Silas Cerqueira desapareceu ontem fisicamente do nosso
convívio.
Fica muito mais pobre o panorama da luta pela paz em
Portugal e no mundo. A paz, essa coisa já de si anacrónica e que, de acordo com
a ordem imposta, é algo que se alcançará generalizando a guerra, a dominação, a
rapina. Silas estava nos antípodas.
Silas Cerqueira bateu-se pela paz genuína, a que nasce do
repúdio pela guerra, pelas desigualdades, pela injustiça social, pela
exploração da mulher e do homem. Por isso, o desaparecimento de Silas Cerqueira
é algo que não diz respeito aos media
sempre tão bem informados deste país, não merece ser do conhecimento dos
portugueses.
Silas Cerqueira era um homem de princípios e convicções,
características também caídas em desuso. Tive o privilégio de lhe fazer a
primeira entrevista depois do regresso do exílio em Paris, logo a seguir ao 25
de Abril de 1974, porque na chefia de A
Capital havia quem soubesse da existência de Silas e da sua luta, mesmo que
não se identificasse com todas as suas posições cívicas. Era outro jornalismo,
eram outros jornalistas. Nessa entrevista Silas Cerqueira anunciou os projectos
da luta pela paz em Portugal protagonizada pelo Conselho Português para a Paz e
Cooperação, instituição que nascera na clandestinidade. Porque a luta pela paz
era proibida no Portugal fascista. Hoje não é ilegal, está apenas condenada à
surdez oficial, ao desprezo, à calúnia.
No entanto, a obra de Silas Cerqueira e do Conselho
Português para a Paz e Cooperação é algo de que Portugal se deve orgulhar
porque, ainda que apenas tolerada de início, e hoje completamente ignorada,
projectou o país no mundo e foi determinante para alguns acontecimentos que
marcaram a vida internacional.
As conferências internacionais sobre a Palestina e a África
Austral promovidas pelo Conselho da Paz em Portugal, sob o impulso dinâmico de
Silas Cerqueira, trouxeram esses problemas para a arena internacional quando
Yasser Arafat e Nelson Mandela não passavam de “terroristas” para os dirigentes
mundiais, incluindo os da União Europeia. Em Portugal poderiam ser encontradas excepções
por exemplo nas pessoas dos ex-presidentes Costa Gomes, Ramalho Eanes, Jorge
Sampaio e da ex-primeira-ministra Maria de Lurdes Pintasilgo. Foi o Movimento
Mundial da Paz, de que Silas Cerqueira era alavanca poderosa – embora preferisse
a discrição pessoal – quem levou Yasser Arafat à Assembleia Geral das Nações
Unidas erguendo o seu ramo de oliveira; foi o Movimento Mundial da Paz que
nunca deixou cair a luta pela libertação de Mandela, até ao dia mágico em que
ela se concretizou e os que o cognominavam “terrorista” se tornaram, por
encanto, os seus maiores admiradores e aduladores.

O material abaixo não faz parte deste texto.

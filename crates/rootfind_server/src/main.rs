//! rootfind server
//!
//! REST API server for scalar root finding.

use clap::Parser;
use rootfind_server::config::{build_config, CliArgs as ConfigCliArgs, LogFormat};
use rootfind_server::server::Server;
use std::path::PathBuf;
use tracing_subscriber::{layer::SubscriberExt, util::SubscriberInitExt};

/// rootfind server - REST API for scalar root finding
#[derive(Parser, Debug)]
#[command(name = "rootfind_server")]
#[command(version, about, long_about = None)]
struct Args {
    /// Configuration file path (TOML format)
    #[arg(short, long, value_name = "FILE")]
    config: Option<PathBuf>,

    /// Host address to bind to
    #[arg(long, env = "ROOTFIND_SERVER_HOST")]
    host: Option<String>,

    /// Port to listen on
    #[arg(short, long, env = "ROOTFIND_SERVER_PORT")]
    port: Option<u16>,

    /// Log level (trace, debug, info, warn, error)
    #[arg(long, env = "ROOTFIND_LOG_LEVEL")]
    log_level: Option<String>,

    /// Log format (text, json)
    #[arg(long, env = "ROOTFIND_LOG_FORMAT")]
    log_format: Option<String>,

    /// Largest maxIter a request may ask for
    #[arg(long, env = "ROOTFIND_MAX_ITERATIONS")]
    max_iterations: Option<usize>,
}

impl From<Args> for ConfigCliArgs {
    fn from(args: Args) -> Self {
        ConfigCliArgs {
            config_file: args.config,
            host: args.host,
            port: args.port,
            log_level: args.log_level,
            log_format: args.log_format,
            max_iterations: args.max_iterations,
        }
    }
}

fn init_tracing(log_level: &str, format: LogFormat) {
    let filter = tracing_subscriber::EnvFilter::try_from_default_env()
        .unwrap_or_else(|_| tracing_subscriber::EnvFilter::new(log_level));
    let registry = tracing_subscriber::registry().with(filter);

    match format {
        LogFormat::Json => registry.with(tracing_subscriber::fmt::layer().json()).init(),
        LogFormat::Text => registry.with(tracing_subscriber::fmt::layer()).init(),
    }
}

#[tokio::main]
async fn main() -> anyhow::Result<()> {
    let args = Args::parse();
    let cli_args: ConfigCliArgs = args.into();
    let config = build_config(&cli_args)?;

    init_tracing(config.log_level.as_filter_str(), config.log_format);

    tracing::info!("rootfind server v{}", rootfind_server::VERSION);
    tracing::info!(
        host = %config.host,
        port = %config.port,
        log_level = %config.log_level,
        log_format = %config.log_format,
        environment = %config.environment,
        max_iterations_limit = config.max_iterations_limit,
        request_timeout_secs = config.request_timeout_secs,
        "Server configuration loaded"
    );

    let server = Server::new(config);
    tracing::info!(address = %server.socket_addr()?, "Starting server");

    server.run().await
}
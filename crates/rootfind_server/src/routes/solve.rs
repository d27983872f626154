//! Single solver run endpoint
//!
//! `POST /api/v1/root/solve` runs one method and returns its full result,
//! including the iterate trace.

use axum::{extract::State, response::Json, routing::post, Router};
use rootfind_core::compare::Method;
use rootfind_core::math::solvers::{DerivativeMode, SolveResult};
use serde::Deserialize;

use super::{problem, run_blocking, AppState, DEFAULT_MAX_ITER, DEFAULT_TOL};
use crate::error::{ApiError, ApiJson};

/// Solve request
#[derive(Debug, Clone, Deserialize)]
#[serde(rename_all = "camelCase", default)]
pub struct SolveRequest {
    /// `newton`, `fixed`, `bisection` or `secant`
    pub method: String,
    /// Target function; `A=B` is read as `(A)-(B)`
    pub f: String,
    /// Fixed-point map
    pub g: String,
    /// Initial point
    pub x0: f64,
    /// Second seed or bracket end
    pub x1: f64,
    /// Convergence tolerance
    pub tol: f64,
    /// Iteration budget
    pub max_iter: usize,
    /// Use the central difference instead of the exact derivative
    pub use_num_der: bool,
    /// Fixed-point relaxation factor
    pub relax: f64,
}

impl Default for SolveRequest {
    fn default() -> Self {
        Self {
            method: "newton".to_string(),
            f: String::new(),
            g: String::new(),
            x0: 0.0,
            x1: 0.0,
            tol: DEFAULT_TOL,
            max_iter: DEFAULT_MAX_ITER,
            use_num_der: false,
            relax: 1.0,
        }
    }
}

/// Build the solve routes
pub fn routes() -> Router<AppState> {
    Router::new().route("/solve", post(solve_handler))
}

/// POST /solve
async fn solve_handler(
    State(state): State<AppState>,
    ApiJson(req): ApiJson<SolveRequest>,
) -> Result<Json<SolveResult>, ApiError> {
    let method: Method = req.method.trim().parse()?;

    let mut cfg = problem(&state, &req.f, &req.g, req.x0, req.tol, req.max_iter)?;
    cfg.x1 = req.x1;
    cfg.relax = req.relax;
    if req.use_num_der {
        cfg.derivative = DerivativeMode::Numeric { step: None };
    }
    cfg.check_methods(&[method])?;

    let result = run_blocking(move || method.run(&cfg)).await?;

    tracing::info!(
        method = %method,
        iterations = result.iterations,
        converged = result.converged,
        root = result.root,
        "solve finished"
    );

    Ok(Json(result))
}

Até ao momento em que as suas imensas faculdades lhe
permitiram, Silas Cerqueira não deixou de se bater pelas causas da paz, da justiça
e legitimidade internacional, pelos direitos inalienáveis dos povos que lhes
continuam negados como no Sahara Ocidental, na Palestina, nas áreas curdas;
contra o racismo e as várias formas de apartheid, com realce para o mais
criminoso em acção – o israelita. Enquanto as forças lhe permitiram, nem por um
momento deu tréguas à denúncia das situações vergonhosas criadas com o chamado “processo
de paz” israelo-palestiniano e com as guerras no Iraque, no Afeganistão, na
Líbia, no Iémen, na Síria, no Mali, em tantos outros lugares do mundo.
Silas Cerqueira deixa-nos fisicamente. Portugal, o seu país,
não sabe quem foi, mas nem por isso que o legado que nos deixou é menos precioso
e motivador. O Conselho Português para a Paz e Cooperação (CPPC), o MPPM –
Movimento pelos Direitos do Povo Palestino e pela Paz no Médio Oriente – que ele
ajudou a fundar, numerosas associações locais e de jovens contra a guerra espalhadas
pelo país, um conjunto vasto de cidadãos seus companheiro e dispostos a
prosseguir a sua luta têm agora sobre si a enorme responsabilidade e o orgulho
de continuar o trabalho de Silas Cerqueira. A sua determinação, a dedicação sem
tréguas, a disponibilidade para a paz e a sua confiança no êxito do caminho
seguido são, porém, muito difíceis de igualar. Cabe-nos também essa tomar em
mãos essa missão, por impossível que pareça.
Até sempre Camarada Silas Cerqueira.